2 cans will certainly be more bitter, but more flavourful from a hop perspective? don't really know about that.
If it were me, I'd go with a single, tin of coopers PA, 1kg malt (or a tin of lme if have it), POR 15min and dry hop with cluster.


----------



## Bribie G (19/10/08)

I can absolutely swear by a plain twocan of Coopers original series lager and by all means put in some finishing hops, but no bittering required.
It comes out around the same bitterness as VB - the lager is the lowest IBU in their original range according to the website. I've made three of them and the last one prompted a buddy to zoom round to his LHBS and take up brewing himself.

It will certainly be a screamer, just use one kit yeast because every one I have done has blown through the airlock. It also tastes great when young.

I often think that this particular recipe highlights what Coopers could produce as a 3.5k kit if they had a mind to. However more profit in K&K and enhancer type brews I suppose.

Hope you get this before you head for the supermarket!


----------



## The Big Burper (19/10/08)

BribieG said:


> I can absolutely swear by a plain twocan of Coopers original series lager and by all means put in some finishing hops, but no bittering required.
> It comes out around the same bitterness as VB - the lager is the lowest IBU in their original range according to the website. I've made three of them and the last one prompted a buddy to zoom round to his LHBS and take up brewing himself.
> 
> It will certainly be a screamer, just use one kit yeast because every one I have done has blown through the airlock. It also tastes great when young.
> ...




BG,

Do you use any adjuncts, dextrose etc., or just 2 cans and the yeast?

ta

Dave


----------



## buttersd70 (19/10/08)

Thinking about it in the light of a sober day....

My issue with toucan brews is that they are too bitter for my tastes, and sometimes I forget that this is _my _taste.  

Bribie has mentioned the original lager before, and if I _were _to do a toucan, that would be the one I would choose. But having said that, the coopers PA is actually slightly less bitter than the lager (at least according to coopers), so a toucan coopers PA would probably be a goer as well, with no bittering, just finishing hops. (as would the cerveza and the euro lager, but personally I'm not overly keen on those two however they're done.)

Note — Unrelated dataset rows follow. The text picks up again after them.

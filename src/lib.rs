//! Nous weights: edge weight determination and consolidation
//!
//! The engine behind a personal knowledge graph's typed, weighted edges.
//! It scores new edges from five creation sources, reinforces and decays
//! them as the graph is used, infers temporal edges from session logs, and
//! decides when dormant regions are compressed into summary nodes.
//!
//! # Core Concepts
//!
//! - **Weight components**: `base * (1 + learned) + bonus`, clamped to [0.1, 1.0]
//! - **Policies**: extraction, similarity, user, temporal and co-activation
//! - **Hebbian learning**: engagement grows the co-activation bonus, disuse decays it
//! - **Consolidation**: dormant clusters fold into restorable summaries
//!
//! Every rule is a pure function of its inputs and an explicit `now`.
//! [`WeightEngine`] wraps them around an in-memory edge table.
//!
//! # Example
//!
//! ```
//! use nous_weights::{EdgeType, EngineConfig, WeightEngine};
//!
//! let engine = WeightEngine::new(EngineConfig::default()).unwrap();
//! let edge = engine
//!     .create_user_edge("a".into(), "b".into(), EdgeType::UserLinked, None)
//!     .unwrap();
//! assert_eq!(edge.effective_weight(), 0.9);
//! ```

pub mod clock;
pub mod config;
pub mod consolidation;
mod graph;
pub mod hebbian;
pub mod policy;
pub mod session;
pub mod validation;

pub use clock::{Clock, FixedClock, SystemClock};
pub use config::{ConfigError, EngineConfig};
pub use graph::{
    apply_coactivation_bonus, apply_learning_adjustment, calculate_effective_weight, create_weight_components,
    decay_coactivation_bonus, CreationSource, EdgeId, EdgeProvenance, EdgeStatus, EdgeType, EffectiveWeightResult,
    EmbeddingFreshnessState, Lifecycle, NeuralState, NodeId, NodeSnapshot, NousEdge, NousError, NousResult,
    ProvisionalEdgeState, WeightComponents, WeightEngine, WeightedEdge, COACTIVATION_BONUS_MAX, EDGE_ID_PREFIX,
    EFFECTIVE_WEIGHT_MAX, EFFECTIVE_WEIGHT_MIN, ID_SUFFIX_LEN, LEARNED_ADJUSTMENT_LIMIT,
};
pub use validation::SchemaError;

/// Library version
pub const VERSION: &str = env!("CARGO_PKG_VERSION");
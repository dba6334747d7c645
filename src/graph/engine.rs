//! WeightEngine: in-memory edge table with per-edge serialized updates

use super::edge::{EdgeId, EdgeType, WeightedEdge};
use super::node::{EmbeddingFreshnessState, NodeId};
use crate::clock::{Clock, SystemClock};
use crate::config::{ConfigError, EngineConfig};
use crate::consolidation::{
    check_compression_batch, compress_batch, count_strong_active_edges, get_compression_config, CompressionBatch,
    CompressionConfig, CompressionOutcome, SummaryContent,
};
use crate::hebbian::{apply_time_decay, prune_candidates, update_coactivation, CoactivationUpdateResult, EdgeDisposition};
use crate::policy::{
    build_edge, calculate_coactivation_edge, calculate_extraction_edge, calculate_user_edge,
    similarity_edge_if_fresh, PolicyOutcome,
};
use crate::session::{create_session_temporal_edges, detect_continuation_edges, Session};
use crate::validation::{validate_weighted_edge, SchemaError};
use dashmap::DashMap;
use std::sync::Arc;
use thiserror::Error;

/// Errors raised by the engine facade
#[derive(Debug, Error)]
pub enum NousError {
    #[error("Edge not found: {0}")]
    EdgeNotFound(EdgeId),

    #[error("Edge type {0} cannot be created by a user")]
    TypeNotUserCreatable(EdgeType),

    #[error("Compression batch is empty")]
    EmptyBatch,

    #[error("Compression batch of {size} is below the tier minimum of {min}")]
    BatchTooSmall { size: usize, min: usize },

    #[error("Node {0} is not a compression candidate")]
    IneligibleNode(NodeId),

    #[error("Schema error: {0}")]
    Schema(#[from] SchemaError),

    #[error("Config error: {0}")]
    Config(#[from] ConfigError),
}

/// Result type for engine operations
pub type NousResult<T> = Result<T, NousError>;

/// Edge table plus the configuration and clock every operation reads.
///
/// Each mutation holds the edge's shard lock while it reads the current
/// state and writes the next one, so concurrent updates to one edge are
/// serialized and none is lost. Updates to different edges proceed in
/// parallel.
pub struct WeightEngine {
    edges: DashMap<EdgeId, WeightedEdge>,
    config: EngineConfig,
    clock: Arc<dyn Clock>,
}

impl std::fmt::Debug for WeightEngine {
    fn fmt(&self, f: &mut std::fmt::Formatter<'_>) -> std::fmt::Result {
        f.debug_struct("WeightEngine")
            .field("edges", &self.edges.len())
            .field("config", &self.config)
            .finish()
    }
}

impl Default for WeightEngine {
    fn default() -> Self {
        Self {
            edges: DashMap::new(),
            config: EngineConfig::default(),
            clock: Arc::new(SystemClock),
        }
    }
}

impl WeightEngine {
    /// Create an engine on the wall clock. The config is validated first.
    pub fn new(config: EngineConfig) -> NousResult<Self> {
        Self::with_clock(config, Arc::new(SystemClock))
    }

    pub fn with_clock(config: EngineConfig, clock: Arc<dyn Clock>) -> NousResult<Self> {
        config.validate()?;
        Ok(Self {
            edges: DashMap::new(),
            config,
            clock,
        })
    }

    pub fn config(&self) -> &EngineConfig {
        &self.config
    }

    // --- Edge table ---

    /// Insert or replace an edge after validating it.
    pub fn insert(&self, edge: WeightedEdge) -> NousResult<EdgeId> {
        validate_weighted_edge(&edge)?;
        let id = edge.id().clone();
        self.edges.insert(id.clone(), edge);
        Ok(id)
    }

    pub fn get(&self, id: &EdgeId) -> Option<WeightedEdge> {
        self.edges.get(id).map(|r| r.clone())
    }

    pub fn remove(&self, id: &EdgeId) -> Option<WeightedEdge> {
        self.edges.remove(id).map(|(_, edge)| edge)
    }

    pub fn edge_count(&self) -> usize {
        self.edges.len()
    }

    /// Snapshot of every edge touching `node`.
    pub fn edges_touching(&self, node: &NodeId) -> Vec<WeightedEdge> {
        self.edges
            .iter()
            .filter(|r| r.value().touches(node))
            .map(|r| r.value().clone())
            .collect()
    }

    fn store(&self, source: NodeId, target: NodeId, edge_type: EdgeType, outcome: &PolicyOutcome) -> WeightedEdge {
        let edge = build_edge(source, target, edge_type, outcome, &self.config.provisional, self.clock.now());
        tracing::debug!(edge = %edge.id(), edge_type = %edge_type, weight = outcome.weight, status = ?outcome.status, "edge created");
        self.edges.insert(edge.id().clone(), edge.clone());
        edge
    }

    // --- Creation ---

    /// `None` when the extraction confidence is below the provisional threshold.
    pub fn create_extraction_edge(
        &self,
        source: NodeId,
        target: NodeId,
        edge_type: EdgeType,
        llm_confidence: f64,
    ) -> Option<WeightedEdge> {
        let outcome = calculate_extraction_edge(
            edge_type,
            llm_confidence,
            &self.config.edge_type_weights,
            &self.config.extraction,
        )?;
        Some(self.store(source, target, edge_type, &outcome))
    }

    /// `None` when similarity is below threshold or either embedding is stale.
    pub fn create_similarity_edge(
        &self,
        source: NodeId,
        target: NodeId,
        cosine_similarity: f64,
        source_embedding: &EmbeddingFreshnessState,
        target_embedding: &EmbeddingFreshnessState,
    ) -> Option<WeightedEdge> {
        let outcome = similarity_edge_if_fresh(
            cosine_similarity,
            source_embedding,
            target_embedding,
            &self.config.similarity,
        )?;
        Some(self.store(source, target, EdgeType::SimilarTo, &outcome))
    }

    pub fn create_user_edge(
        &self,
        source: NodeId,
        target: NodeId,
        edge_type: EdgeType,
        strength: Option<f64>,
    ) -> NousResult<WeightedEdge> {
        if !edge_type.is_user_creatable() {
            return Err(NousError::TypeNotUserCreatable(edge_type));
        }
        let outcome = calculate_user_edge(strength, &self.config.user);
        Ok(self.store(source, target, edge_type, &outcome))
    }

    /// Provisional `co_activated` edge, or `None` when the pair is not similar enough.
    pub fn create_coactivation_edge(&self, source: NodeId, target: NodeId, similarity: f64) -> Option<WeightedEdge> {
        let outcome = calculate_coactivation_edge(similarity, &self.config.coactivation)?;
        Some(self.store(source, target, EdgeType::CoActivated, &outcome))
    }

    /// Infer and store temporal edges for a sealed session, and continuation
    /// edges from `previous` when given.
    pub fn ingest_session(&self, session: &Session, previous: Option<&Session>) -> Vec<WeightedEdge> {
        let now = self.clock.now();
        let mut edges = create_session_temporal_edges(session, &self.config.temporal, &self.config.provisional, now);
        if let Some(previous) = previous {
            edges.extend(detect_continuation_edges(
                session,
                previous,
                &self.config.temporal,
                &self.config.provisional,
                now,
            ));
        }
        for edge in &edges {
            self.edges.insert(edge.id().clone(), edge.clone());
        }
        tracing::info!(session = %session.id, edges = edges.len(), "session ingested");
        edges
    }

    // --- Learning ---

    /// Record one traversal of an edge and whether the user engaged.
    pub fn record_engagement(&self, id: &EdgeId, view_duration_seconds: f64) -> NousResult<CoactivationUpdateResult> {
        let mut entry = self
            .edges
            .get_mut(id)
            .ok_or_else(|| NousError::EdgeNotFound(id.clone()))?;
        let result = update_coactivation(
            entry.value().clone(),
            view_duration_seconds,
            &self.config.hebbian,
            &self.config.provisional,
            self.clock.now(),
        );
        *entry.value_mut() = result.edge.clone();
        Ok(result)
    }

    /// Run time decay over every edge. Returns how many edges changed.
    pub fn decay_all(&self) -> usize {
        let now = self.clock.now();
        let mut decayed = 0;
        for mut entry in self.edges.iter_mut() {
            let result = apply_time_decay(entry.value().clone(), &self.config.time_decay, now);
            if result.decay_applied {
                decayed += 1;
                *entry.value_mut() = result.edge;
            }
        }
        tracing::info!(decayed, total = self.edges.len(), "time decay sweep");
        decayed
    }

    /// Dead and expired-provisional edges. Classification only; nothing is removed.
    pub fn prune_candidates(&self) -> Vec<(EdgeId, EdgeDisposition)> {
        let now = self.clock.now();
        let snapshot: Vec<WeightedEdge> = self.edges.iter().map(|r| r.value().clone()).collect();
        let candidates = prune_candidates(&snapshot, &self.config.provisional, now);
        tracing::info!(candidates = candidates.len(), "prune classification");
        candidates
    }

    // --- Consolidation ---

    pub fn compression_config(&self, graph_size: usize) -> CompressionConfig {
        get_compression_config(graph_size, &self.config.compression)
    }

    pub fn strong_active_edge_count(&self, node: &NodeId, graph_size: usize) -> usize {
        let config = self.compression_config(graph_size);
        let now = self.clock.now();
        let snapshot = self.edges_touching(node);
        count_strong_active_edges(node, &snapshot, &config, now)
    }

    /// Compress a planned batch.
    ///
    /// The batch is checked again against the current edges: a member that
    /// gained strong active edges since planning, or a batch below the
    /// current tier's minimum, is rejected and the table is left untouched.
    /// Otherwise the edges touching the batch are taken out of the table and
    /// replaced by the surviving summary edges. An engagement recorded on one
    /// of them either lands before it is taken, and is carried into the
    /// summary's records, or finds the edge gone. The caller persists the
    /// returned summary and compression states.
    pub fn compress(
        &self,
        batch: &CompressionBatch,
        content: SummaryContent,
        graph_size: usize,
    ) -> NousResult<CompressionOutcome> {
        let config = self.compression_config(graph_size);
        let now = self.clock.now();
        check_compression_batch(batch, &config, now, |id| {
            count_strong_active_edges(id, &self.edges_touching(id), &config, now)
        })?;

        let ids: Vec<EdgeId> = self
            .edges
            .iter()
            .filter(|r| batch.node_ids().any(|n| r.value().touches(n)))
            .map(|r| r.key().clone())
            .collect();
        let taken: Vec<WeightedEdge> = ids
            .iter()
            .filter_map(|id| self.edges.remove(id))
            .map(|(_, edge)| edge)
            .collect();

        match compress_batch(
            batch,
            content,
            &taken,
            &config,
            &self.config.aggregation,
            &self.config.provisional,
            now,
        ) {
            Ok(outcome) => {
                for edge in &outcome.summary_edges {
                    self.edges.insert(edge.id().clone(), edge.clone());
                }
                Ok(outcome)
            }
            Err(err) => {
                for edge in taken {
                    self.edges.insert(edge.id().clone(), edge);
                }
                Err(err)
            }
        }
    }
}
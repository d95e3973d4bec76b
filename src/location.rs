use std::fmt::{Display, Formatter};

use ndarray::Ix;

type Coord = usize;

#[derive(Clone, Eq, Hash, Copy, PartialEq, Ord, PartialOrd, Debug)]
/// A location `(row, col)` on a board. The top left corner is `Location(0, 0)`.
///
/// Locations are 0-indexed; the [`Display`] impl renders them 1-indexed, as reported to users.
pub struct Location(pub Coord, pub Coord);

impl Location {
    pub(crate) fn as_index(&self) -> (Ix, Ix) {
        (self.0, self.1)
    }

    /// Offset by `rhs`, returning `None` if the result leaves the `rows` x `cols` rectangle.
    pub(crate) fn offset_within(self, rhs: (isize, isize), dims: (usize, usize)) -> Option<Self> {
        let row = self.0.checked_add_signed(rhs.0).filter(|row| *row < dims.0)?;
        let col = self.1.checked_add_signed(rhs.1).filter(|col| *col < dims.1)?;
        Some(Self(row, col))
    }
}

impl From<(Ix, Ix)> for Location {
    fn from(value: (Ix, Ix)) -> Self {
        Self(value.0, value.1)
    }
}

impl Display for Location {
    fn fmt(&self, f: &mut Formatter<'_>) -> std::fmt::Result {
        write!(f, "({}, {})", self.0 + 1, self.1 + 1)
    }
}
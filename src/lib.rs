#![warn(missing_docs)]

//! # `knightword`
//!
//! Finds the longest dictionary word that can be spelled on an 8x8 letter grid by a chess knight,
//! reading one letter per square and moving by a knight's move between letters.
//!
//! Build a [`Board`] with a [`BoardBuilder`] or parse one from grid text, tokenize some text into a [`Dictionary`],
//! then call [`find_longest_word`].
//!
//! # Internals
//! Every cell is tried as a starting square. From there the search walks knight moves depth first,
//! carrying the letters read so far and the set of dictionary words still consistent with them
//! (a [`CandidateSet`]). Each step keeps only the words with the current square's letter at the current depth,
//! so the frontier shrinks as the path grows and a branch ends as soon as no word can continue.
//!
//! Squares may be revisited; the knight graph has cycles, and the search still terminates because
//! no candidate survives past the length of the longest word.
//!
//! The best word is threaded through return values rather than shared, so the 64 starting squares
//! are independent and [`find_longest_word_parallel`] can spread them across threads.

pub use board::{Board, GRID_SIZE};
pub use builder::{BoardBuilder, BuilderInvalidReason};
pub use dictionary::Dictionary;
pub use error::{Error, Result};
pub use index::CandidateSet;
pub use location::Location;
pub use search::{explore, find_longest_word, find_longest_word_parallel, search_from, trace_path, LongestWord};
pub use step::KnightStep;

pub(crate) mod board;
pub(crate) mod builder;
pub(crate) mod dictionary;
pub(crate) mod error;
pub(crate) mod index;
pub(crate) mod location;
pub(crate) mod search;
pub(crate) mod step;
#[cfg(feature = "wasm")]
pub mod wasm;
use ndarray::Array2;

use crate::board::{Board, GRID_SIZE};
use crate::location::Location;

/// Reasons a builder may become invalid while building.
#[derive(Copy, Clone, Debug, PartialEq, Eq)]
pub enum BuilderInvalidReason {
    /// A letter was placed outside the 8x8 board.
    LocationOutOfBounds,
    /// A row was set from a string that does not hold exactly 8 letters.
    RowLength,
}

/// Builds a [`Board`] one cell or one row at a time.
///
/// Letters are folded to ASCII lowercase as they are placed.
/// Builders mutate themselves while building but can be [`Clone`]d to save their state at some point.
#[derive(Clone, Debug)]
pub struct BoardBuilder {
    cells: Array2<char>,
    invalid_reasons: Vec<BuilderInvalidReason>,
}

impl Default for BoardBuilder {
    fn default() -> Self {
        Self::new()
    }
}

impl BoardBuilder {
    /// A builder whose every cell holds `'.'`, which no dictionary word contains.
    pub fn new() -> Self {
        Self::filled('.')
    }

    /// A builder whose every cell holds `letter`.
    pub fn filled(letter: char) -> Self {
        Self {
            cells: Array2::from_elem((GRID_SIZE, GRID_SIZE), letter.to_ascii_lowercase()),
            invalid_reasons: Default::default(),
        }
    }

    /// Place `letter` at `location`.
    ///
    /// May cause the builder to enter a [`LocationOutOfBounds`](BuilderInvalidReason::LocationOutOfBounds) invalid state.
    /// If the builder is already in an invalid state, this function does nothing.
    pub fn set(&mut self, location: Location, letter: char) -> &mut Self {
        if !self.invalid_reasons.is_empty() {
            return self;
        }

        match self.cells.get_mut(location.as_index()) {
            Some(cell) => *cell = letter.to_ascii_lowercase(),
            None => self.invalid_reasons.push(BuilderInvalidReason::LocationOutOfBounds),
        }

        self
    }

    /// Place each letter of `letters` along a path of cells, e.g. one produced by knight moves.
    /// Stops at the shorter of the two.
    pub fn spell(&mut self, path: &[Location], letters: &str) -> &mut Self {
        for (location, letter) in path.iter().zip(letters.chars()) {
            self.set(*location, letter);
        }

        self
    }

    /// Overwrite row `row` with the 8 characters of `letters`.
    ///
    /// May cause the builder to enter a [`RowLength`](BuilderInvalidReason::RowLength)
    /// or [`LocationOutOfBounds`](BuilderInvalidReason::LocationOutOfBounds) invalid state.
    pub fn set_row(&mut self, row: usize, letters: &str) -> &mut Self {
        if !self.invalid_reasons.is_empty() {
            return self;
        }

        if letters.chars().count() != GRID_SIZE {
            self.invalid_reasons.push(BuilderInvalidReason::RowLength);
            return self;
        }

        for (col, letter) in letters.chars().enumerate() {
            self.set(Location(row, col), letter);
        }

        self
    }

    /// Check the validity of this builder.
    ///
    /// Returns `None` if the builder is valid, `Some(&Vec<BuilderInvalidReason>)` otherwise.
    pub fn is_valid(&self) -> Option<&Vec<BuilderInvalidReason>> {
        match self.invalid_reasons.is_empty() {
            true => None,
            false => Some(&self.invalid_reasons),
        }
    }

    /// Convert the state of this builder into a [`Board`].
    /// If the builder is invalid for any reason, a reference to a [`Vec`] of [`BuilderInvalidReason`] will indicate why.
    pub fn build(&self) -> Result<Board, &Vec<BuilderInvalidReason>> {
        match self.is_valid() {
            Some(reasons) => Err(reasons),
            None => Ok(Board { cells: self.cells.clone() }),
        }
    }
}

Either way, for those interested in the numbers, a toucan to 23L with no adjuncts would give 1045 OG, _predicted _fg based on 70-75%attenuation of 1013, abv of 4.32% + bottling (aprox 0.5%).
(Obviously, fg and abv are estimates, and will vary depending on yeast and additional adjuncts, et al.)


----------



## The Big Burper (19/10/08)

Thanks for those figures butters. That calculated abv is a bit low for me, and as I keg
(no priming sugar), I will have to add some dex to up it to around 5.5 - 6.

All I gotta do now is wait till we get another $9.60 a can special at the local IGA.

cheers

Dave


----------



## Bribie G (19/10/08)

Dave: yes, just as is from the LHBS and only use one of the yeasts or some Nottingham if I've got a spare bottle in the fridge from an ale brew. Haven't got one left at the moment or I'd drop one round to chez vous - I'll pm you when I do one next and we could do a taste test if you are interested (basically I will be doing them right through the summer for my 'lager' brews with the odd partial inbetween times)

Butters: I must admit I've never taken a SG reading but based on Cooper's info on their BE2 pack (not all of which is fermentable) a kit plus a kilo of BE2 at 23 litres should - according to the Coopers Gods - produce a brew of 4.6 abv. Translating this to the toucan which is like a kit plus about 1.3 kg of adjunct (a convoluted way of saying an extra kit with the water theoretically removed) I was always under the impression that a plain toucan would come out at nearer to or a bit above 5%??

The lager toucan gives a commercial megaswill bitterness IMHO but little aroma.


----------



## buttersd70 (19/10/08)

No worries. Actually, wanting a higher ABV (which isn't my thing at all) gives you a little bit of flexibility....If the bitterness of the toucan is right (for your tastes), up the fermentables using dex. If the bitterness is too much for your tastes, up the fermentables using ldm, which will help balance the additional bitterness.

If the bitterness level of a toucan is too low, you can use a higher bitterness tin for one (or both), or do a hop boil. Either way, you then make up the fermentable with either dex or malt, the choice then coming down to how much body you want at the end.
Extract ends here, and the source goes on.